The Lansing Board of Water & Light (BWL), a public utility serving Lansing, Mich., is currently cleaning up its administrative systems after an undisclosed number of computers were infected with ransomware.
While the attack, first detected on April 25, continues to impact BWL’s administrative services, the non-profit municipal utility stressed that the cyber incident “should have no impact on the delivery of [customers’] water and electricity,” the utility said in a statement posted to Twitter on May 2. Credit-card data appears not to have been put at risk by the compromise.
“We continue to work to restore our corporate email and other systems,” the non-profit public utility said in a statement posted to Twitter on April 27. “Because this cyber-attack is an ongoing criminal investigation, the BWL has been advised by all law enforcement agencies to not disclose any additional details that would compromise the ongoing investigation and our ability to restore full functionality to our systems.”
Reports of hospitals, utilities and other providers of critical services are on the rise, with cyber-criminals aiming to extort money from these organizations.
In February, a ransomware attack shut down medical record systems at Hollywood Presbyterian Medical Center, which reportedly resulted in service delays and postponed procedures at the health care facility. The hospital paid $17,000 to the criminals to obtain an encryption key to decrypt the data on its computers, according to administrators.
Because few companies talk about ransomware attacks, the trend in digital extortion continues to be mainly anecdotal.
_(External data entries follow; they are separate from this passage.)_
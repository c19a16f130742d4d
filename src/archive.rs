//! Creating, persisting and reloading archive directories.
//!
//! Layout of a finished run:
//!
//! ```text
//! <root>/info.json
//! <root>/attachments/<id>[.<ext>]
//! ```

use std::path::{Path, PathBuf};

use tracing::info;

use crate::constants::INFO_FILE;
use crate::error::ArchiveError;
use crate::model::ArchiveFile;
use crate::storage::FileSink;

/// Create the root and attachments directories and return an empty archive.
///
/// # Errors
///
/// Returns an error if either directory cannot be created.
pub async fn create_archive(fs: &dyn FileSink, root: PathBuf) -> Result<ArchiveFile, ArchiveError> {
    let archive = ArchiveFile::empty(root);
    fs.create_dir_all(&archive.path).await?;
    fs.create_dir_all(&archive.attachments_dir()).await?;
    Ok(archive)
}

/// Write the whole archive as pretty-printed JSON to `<root>/info.json`.
///
/// No atomic replace; a crash mid-write leaves a truncated file.
///
/// # Errors
///
/// Returns an error if serialization or the write fails.
pub async fn persist(fs: &dyn FileSink, archive: &ArchiveFile) -> Result<PathBuf, ArchiveError> {
    let json = serde_json::to_string_pretty(archive)?;
    let path = archive.path.join(INFO_FILE);
    fs.write(&path, json.as_bytes()).await?;

    info!(
        path = %path.display(),
        messages = archive.messages.len(),
        attachments = archive.attachments.len(),
        users = archive.users.len(),
        "Archive saved"
    );

    Ok(path)
}

/// Read a persisted archive back from its root directory.
///
/// # Errors
///
/// Returns an error if `info.json` is missing or malformed.
pub async fn load(root: &Path) -> Result<ArchiveFile, ArchiveError> {
    let path = root.join(INFO_FILE);
    let raw = tokio::fs::read(&path)
        .await
        .map_err(|source| ArchiveError::Load { path, source })?;
    Ok(serde_json::from_slice(&raw)?)
}

#[cfg(test)]
mod tests {
    use super::*;
    use crate::model::{ArchiveAttachment, ArchiveMessage, ArchiveUser, AttachmentType};
    use crate::storage::LocalFs;
    use chrono::{TimeZone, Utc};

    #[tokio::test]
    async fn test_create_archive_makes_directories() {
        let dir = tempfile::TempDir::new().unwrap();
        let root = dir.path().join("archive-1");

        let archive = create_archive(&LocalFs, root.clone()).await.unwrap();

        assert!(root.join("attachments").is_dir());
        assert_eq!(archive.path, root);
        assert!(archive.messages.is_empty());
    }

    #[tokio::test]
    async fn test_create_archive_fails_under_a_file() {
        let dir = tempfile::TempDir::new().unwrap();
        let blocker = dir.path().join("blocker");
        std::fs::write(&blocker, b"").unwrap();

        let result = create_archive(&LocalFs, blocker.join("archive")).await;
        assert!(matches!(result, Err(ArchiveError::Storage(_))));
    }

    #[tokio::test]
    async fn test_persist_then_load() {
        let dir = tempfile::TempDir::new().unwrap();
        let mut archive = create_archive(&LocalFs, dir.path().join("run")).await.unwrap();

        archive.attachments.insert(
            "avatar1".to_string(),
            ArchiveAttachment {
                id: "avatar1".to_string(),
                original_name: String::new(),
                original_url: "https://cdn.example/a.webp".to_string(),
                new_path: Some("attachments/avatar1.webp".to_string()),
                mime: Some("image/webp".to_string()),
                kind: AttachmentType::Avatar,
            },
        );
        archive.users.insert(
            "10".to_string(),
            ArchiveUser {
                id: "10".to_string(),
                username: "alice".to_string(),
                discriminator: "0001".to_string(),
                profile_picture: "avatar1".to_string(),
            },
        );
        archive.messages.insert(
            "99".to_string(),
            ArchiveMessage {
                sender: "10".to_string(),
                content: "hello".to_string(),
                original_content: "hello".to_string(),
                attachments: vec![],
                sent: Utc.timestamp_millis_opt(1_700_000_000_000).unwrap(),
                edited: Some(Utc.timestamp_millis_opt(1_700_000_100_000).unwrap()),
            },
        );

        let written = persist(&LocalFs, &archive).await.unwrap();
        assert_eq!(written, archive.path.join("info.json"));

        let text = std::fs::read_to_string(&written).unwrap();
        assert!(text.contains("\n  \"messages\""), "output should be pretty-printed");

        let reloaded = load(&archive.path).await.unwrap();
        assert_eq!(reloaded, archive);
    }

    #[tokio::test]
    async fn test_load_missing() {
        let dir = tempfile::TempDir::new().unwrap();
        let result = load(dir.path()).await;
        assert!(matches!(result, Err(ArchiveError::Load { .. })));
    }
}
Yet, network security provider Radware has seen half again as many attacks in 2015 as the year before, Ben Desjardins, director of security solutions for the company, told eWEEK.
While such attacks have historically focused on small business and online gambling firms, critical infrastructure providers are an increasingly popular target, he said.
“These attacks, the reason they are getting more media attention, is because they strike a new level of fear,” Desjardins said. “The loss of power or the impairment of delivery of health care are much more serous than, say, not being able to place a bet on a soccer match.”
While ransomware has become a popular way to extort money, distributed denial-of-service attacks against businesses—especially those Web services that rely on the Internet as a revenue stream—has taken off as well, Desjardins said.
In the latest ransomware case, Lansing BWL announced it was the victim of an attack on April 25, using Twitter to issue a statement with few details.
“Today we were the victim of ransomware that came in through a phishing virus and infected our corporate networks,” the company said in its Tweet. “We immediately instated a self-imposed lockdown to all our corporate networks to protect the system while developing a solution.”
The utility claimed that the announcement was issued on the same day that the malware locked its computers. Lansing BWL is working with law enforcement and an unnamed incident response provider to investigate the attack, fully restore systems, and validate their security.